* Task goal: Search the records for the string "join" and return each line that has it.
Top of Data supplied
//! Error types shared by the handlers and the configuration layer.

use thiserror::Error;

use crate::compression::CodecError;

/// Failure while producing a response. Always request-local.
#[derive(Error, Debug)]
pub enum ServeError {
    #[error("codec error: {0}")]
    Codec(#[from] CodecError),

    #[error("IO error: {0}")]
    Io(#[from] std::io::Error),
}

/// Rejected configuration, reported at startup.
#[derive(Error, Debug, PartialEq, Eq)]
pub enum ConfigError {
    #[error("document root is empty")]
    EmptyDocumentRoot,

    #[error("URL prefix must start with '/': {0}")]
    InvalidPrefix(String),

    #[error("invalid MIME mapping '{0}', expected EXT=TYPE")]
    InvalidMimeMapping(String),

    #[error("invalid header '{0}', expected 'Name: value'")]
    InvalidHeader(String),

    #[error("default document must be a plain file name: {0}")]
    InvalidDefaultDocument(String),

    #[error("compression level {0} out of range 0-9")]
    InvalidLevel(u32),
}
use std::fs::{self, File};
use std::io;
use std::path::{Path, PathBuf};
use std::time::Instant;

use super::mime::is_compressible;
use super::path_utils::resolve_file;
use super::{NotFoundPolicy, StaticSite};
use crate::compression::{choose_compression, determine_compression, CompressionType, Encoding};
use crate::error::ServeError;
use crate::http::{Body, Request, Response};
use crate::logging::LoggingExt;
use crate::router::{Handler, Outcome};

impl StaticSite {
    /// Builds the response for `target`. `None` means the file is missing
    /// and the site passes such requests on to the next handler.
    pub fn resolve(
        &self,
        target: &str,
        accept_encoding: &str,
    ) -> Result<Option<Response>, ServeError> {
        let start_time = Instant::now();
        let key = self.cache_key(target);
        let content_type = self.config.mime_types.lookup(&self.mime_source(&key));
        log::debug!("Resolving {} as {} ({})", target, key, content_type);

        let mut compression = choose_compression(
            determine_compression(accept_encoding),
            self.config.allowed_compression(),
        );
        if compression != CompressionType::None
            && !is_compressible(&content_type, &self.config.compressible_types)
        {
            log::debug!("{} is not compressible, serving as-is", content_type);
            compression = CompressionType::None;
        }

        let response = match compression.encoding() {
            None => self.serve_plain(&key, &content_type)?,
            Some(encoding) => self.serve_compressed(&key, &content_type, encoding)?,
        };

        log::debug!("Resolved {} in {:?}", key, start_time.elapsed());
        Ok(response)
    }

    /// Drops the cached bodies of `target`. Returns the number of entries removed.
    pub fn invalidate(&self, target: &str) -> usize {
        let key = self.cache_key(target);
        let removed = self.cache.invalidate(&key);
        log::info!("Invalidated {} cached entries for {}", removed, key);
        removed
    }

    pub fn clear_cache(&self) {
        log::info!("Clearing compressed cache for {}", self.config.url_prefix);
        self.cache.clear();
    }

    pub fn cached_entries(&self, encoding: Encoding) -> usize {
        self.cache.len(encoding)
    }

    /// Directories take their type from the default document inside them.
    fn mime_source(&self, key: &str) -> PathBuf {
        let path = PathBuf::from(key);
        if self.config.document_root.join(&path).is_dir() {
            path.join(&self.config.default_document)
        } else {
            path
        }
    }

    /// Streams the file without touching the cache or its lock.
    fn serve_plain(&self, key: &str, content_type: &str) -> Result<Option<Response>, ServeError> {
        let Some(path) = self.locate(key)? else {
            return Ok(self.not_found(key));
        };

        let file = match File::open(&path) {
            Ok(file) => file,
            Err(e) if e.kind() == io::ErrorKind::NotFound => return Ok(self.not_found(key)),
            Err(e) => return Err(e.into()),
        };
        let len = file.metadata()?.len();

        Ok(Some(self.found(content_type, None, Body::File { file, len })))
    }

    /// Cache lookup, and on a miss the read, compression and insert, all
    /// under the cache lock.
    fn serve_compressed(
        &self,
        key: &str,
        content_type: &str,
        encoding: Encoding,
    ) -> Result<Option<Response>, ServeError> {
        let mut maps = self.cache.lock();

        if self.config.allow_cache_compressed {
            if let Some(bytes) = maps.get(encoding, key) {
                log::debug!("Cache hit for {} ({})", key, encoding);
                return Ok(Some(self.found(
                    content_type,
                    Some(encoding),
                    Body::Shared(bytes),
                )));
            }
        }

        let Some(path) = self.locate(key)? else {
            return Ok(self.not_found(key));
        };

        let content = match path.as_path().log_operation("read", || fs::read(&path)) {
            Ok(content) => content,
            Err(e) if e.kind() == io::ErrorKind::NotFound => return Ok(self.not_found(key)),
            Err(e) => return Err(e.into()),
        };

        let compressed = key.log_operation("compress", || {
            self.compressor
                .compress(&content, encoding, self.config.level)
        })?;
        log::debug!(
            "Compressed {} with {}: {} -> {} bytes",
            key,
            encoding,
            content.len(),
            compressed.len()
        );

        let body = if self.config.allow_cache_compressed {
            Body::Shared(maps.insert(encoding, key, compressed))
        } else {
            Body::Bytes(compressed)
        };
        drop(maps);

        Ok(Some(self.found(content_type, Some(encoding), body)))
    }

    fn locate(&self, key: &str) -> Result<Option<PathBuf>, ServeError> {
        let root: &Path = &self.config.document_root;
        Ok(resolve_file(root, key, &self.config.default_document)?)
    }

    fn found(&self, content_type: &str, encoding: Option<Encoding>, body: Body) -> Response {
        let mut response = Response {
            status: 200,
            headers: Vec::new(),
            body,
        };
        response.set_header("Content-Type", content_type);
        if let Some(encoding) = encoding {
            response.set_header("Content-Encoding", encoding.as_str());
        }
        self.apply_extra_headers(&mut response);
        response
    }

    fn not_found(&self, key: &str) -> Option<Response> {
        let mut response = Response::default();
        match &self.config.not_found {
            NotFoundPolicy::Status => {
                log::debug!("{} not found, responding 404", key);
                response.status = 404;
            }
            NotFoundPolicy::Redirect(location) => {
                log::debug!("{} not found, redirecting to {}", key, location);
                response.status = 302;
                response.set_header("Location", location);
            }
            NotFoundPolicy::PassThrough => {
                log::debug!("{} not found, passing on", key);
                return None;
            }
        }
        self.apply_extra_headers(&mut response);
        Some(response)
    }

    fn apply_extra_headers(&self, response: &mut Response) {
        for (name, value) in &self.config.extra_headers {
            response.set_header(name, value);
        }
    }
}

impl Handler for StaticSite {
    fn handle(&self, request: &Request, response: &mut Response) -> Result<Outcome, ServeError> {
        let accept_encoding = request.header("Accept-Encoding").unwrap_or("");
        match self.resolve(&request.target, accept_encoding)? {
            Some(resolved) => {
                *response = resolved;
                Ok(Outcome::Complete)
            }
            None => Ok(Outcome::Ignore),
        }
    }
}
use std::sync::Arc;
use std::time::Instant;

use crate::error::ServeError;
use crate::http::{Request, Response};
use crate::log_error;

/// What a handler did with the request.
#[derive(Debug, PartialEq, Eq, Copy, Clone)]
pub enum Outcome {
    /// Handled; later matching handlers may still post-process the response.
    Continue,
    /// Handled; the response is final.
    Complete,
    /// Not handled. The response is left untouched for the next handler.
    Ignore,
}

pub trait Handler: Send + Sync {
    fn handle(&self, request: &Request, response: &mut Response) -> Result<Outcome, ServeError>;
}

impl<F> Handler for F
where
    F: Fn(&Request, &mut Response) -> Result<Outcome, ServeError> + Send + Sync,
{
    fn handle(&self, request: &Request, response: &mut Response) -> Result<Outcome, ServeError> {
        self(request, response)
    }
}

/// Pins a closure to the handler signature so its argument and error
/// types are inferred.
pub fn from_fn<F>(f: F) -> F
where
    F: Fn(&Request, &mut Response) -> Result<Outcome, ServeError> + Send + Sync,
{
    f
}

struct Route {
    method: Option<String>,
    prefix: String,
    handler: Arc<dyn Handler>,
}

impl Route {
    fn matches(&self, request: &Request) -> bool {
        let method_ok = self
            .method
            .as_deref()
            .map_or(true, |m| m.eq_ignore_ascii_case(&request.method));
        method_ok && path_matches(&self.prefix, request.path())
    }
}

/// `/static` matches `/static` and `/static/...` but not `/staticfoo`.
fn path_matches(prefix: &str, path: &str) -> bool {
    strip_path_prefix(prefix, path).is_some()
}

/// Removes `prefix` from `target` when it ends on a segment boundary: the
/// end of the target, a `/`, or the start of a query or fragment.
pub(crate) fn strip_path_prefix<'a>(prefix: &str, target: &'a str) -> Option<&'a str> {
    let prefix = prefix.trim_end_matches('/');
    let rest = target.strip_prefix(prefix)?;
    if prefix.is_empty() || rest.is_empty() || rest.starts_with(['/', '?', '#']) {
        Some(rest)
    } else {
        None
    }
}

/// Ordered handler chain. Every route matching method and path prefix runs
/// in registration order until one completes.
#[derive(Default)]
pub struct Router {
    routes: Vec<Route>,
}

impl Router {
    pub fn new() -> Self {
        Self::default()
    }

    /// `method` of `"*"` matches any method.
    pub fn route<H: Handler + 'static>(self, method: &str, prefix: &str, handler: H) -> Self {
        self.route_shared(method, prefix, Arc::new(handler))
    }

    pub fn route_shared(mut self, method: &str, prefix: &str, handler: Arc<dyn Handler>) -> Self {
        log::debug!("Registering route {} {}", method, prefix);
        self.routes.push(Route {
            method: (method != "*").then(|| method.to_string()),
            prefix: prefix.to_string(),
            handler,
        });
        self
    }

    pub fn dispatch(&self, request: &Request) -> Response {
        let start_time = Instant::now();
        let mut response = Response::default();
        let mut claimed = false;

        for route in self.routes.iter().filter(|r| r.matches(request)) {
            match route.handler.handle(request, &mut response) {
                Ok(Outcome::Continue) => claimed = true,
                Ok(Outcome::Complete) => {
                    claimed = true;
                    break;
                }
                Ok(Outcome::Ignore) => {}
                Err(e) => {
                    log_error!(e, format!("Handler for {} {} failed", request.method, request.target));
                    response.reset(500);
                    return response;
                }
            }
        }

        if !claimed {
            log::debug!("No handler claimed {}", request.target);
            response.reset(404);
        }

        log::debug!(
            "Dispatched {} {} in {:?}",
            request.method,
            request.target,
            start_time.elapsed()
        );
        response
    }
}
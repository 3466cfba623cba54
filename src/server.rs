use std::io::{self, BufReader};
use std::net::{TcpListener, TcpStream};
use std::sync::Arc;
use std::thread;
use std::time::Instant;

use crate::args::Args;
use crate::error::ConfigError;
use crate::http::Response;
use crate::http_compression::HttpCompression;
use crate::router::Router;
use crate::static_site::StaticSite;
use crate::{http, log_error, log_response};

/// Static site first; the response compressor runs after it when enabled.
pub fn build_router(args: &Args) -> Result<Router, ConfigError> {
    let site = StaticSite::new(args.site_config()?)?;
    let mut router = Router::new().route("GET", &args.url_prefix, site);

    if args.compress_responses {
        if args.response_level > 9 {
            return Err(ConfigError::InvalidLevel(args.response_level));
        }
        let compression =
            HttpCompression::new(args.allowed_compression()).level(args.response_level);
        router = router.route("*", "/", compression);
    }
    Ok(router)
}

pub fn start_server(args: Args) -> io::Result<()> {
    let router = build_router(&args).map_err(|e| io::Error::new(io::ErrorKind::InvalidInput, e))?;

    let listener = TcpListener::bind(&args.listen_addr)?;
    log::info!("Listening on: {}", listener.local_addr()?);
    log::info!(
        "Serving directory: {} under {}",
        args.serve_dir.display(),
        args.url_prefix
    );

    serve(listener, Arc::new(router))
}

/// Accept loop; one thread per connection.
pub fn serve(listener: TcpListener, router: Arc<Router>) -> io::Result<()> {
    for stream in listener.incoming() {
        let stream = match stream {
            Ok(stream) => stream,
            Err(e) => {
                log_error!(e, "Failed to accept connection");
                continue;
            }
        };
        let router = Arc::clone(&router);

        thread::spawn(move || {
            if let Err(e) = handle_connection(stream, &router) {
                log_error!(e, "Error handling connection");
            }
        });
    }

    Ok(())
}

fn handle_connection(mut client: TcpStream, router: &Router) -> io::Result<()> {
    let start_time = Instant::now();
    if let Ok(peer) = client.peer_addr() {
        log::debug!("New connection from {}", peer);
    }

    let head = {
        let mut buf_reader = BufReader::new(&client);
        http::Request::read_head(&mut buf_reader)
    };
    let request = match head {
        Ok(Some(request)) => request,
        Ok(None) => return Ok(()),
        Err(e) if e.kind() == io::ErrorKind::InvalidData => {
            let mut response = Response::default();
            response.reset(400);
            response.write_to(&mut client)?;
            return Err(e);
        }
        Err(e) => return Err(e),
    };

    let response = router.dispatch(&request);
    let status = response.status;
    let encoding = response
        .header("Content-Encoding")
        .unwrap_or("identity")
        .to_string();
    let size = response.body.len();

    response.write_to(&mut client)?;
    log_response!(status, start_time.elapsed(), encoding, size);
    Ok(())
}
Bottom of Data supplied
* Response for this exercise:
        if self.config.document_root.join(&path).is_dir() {
            path.join(&self.config.default_document)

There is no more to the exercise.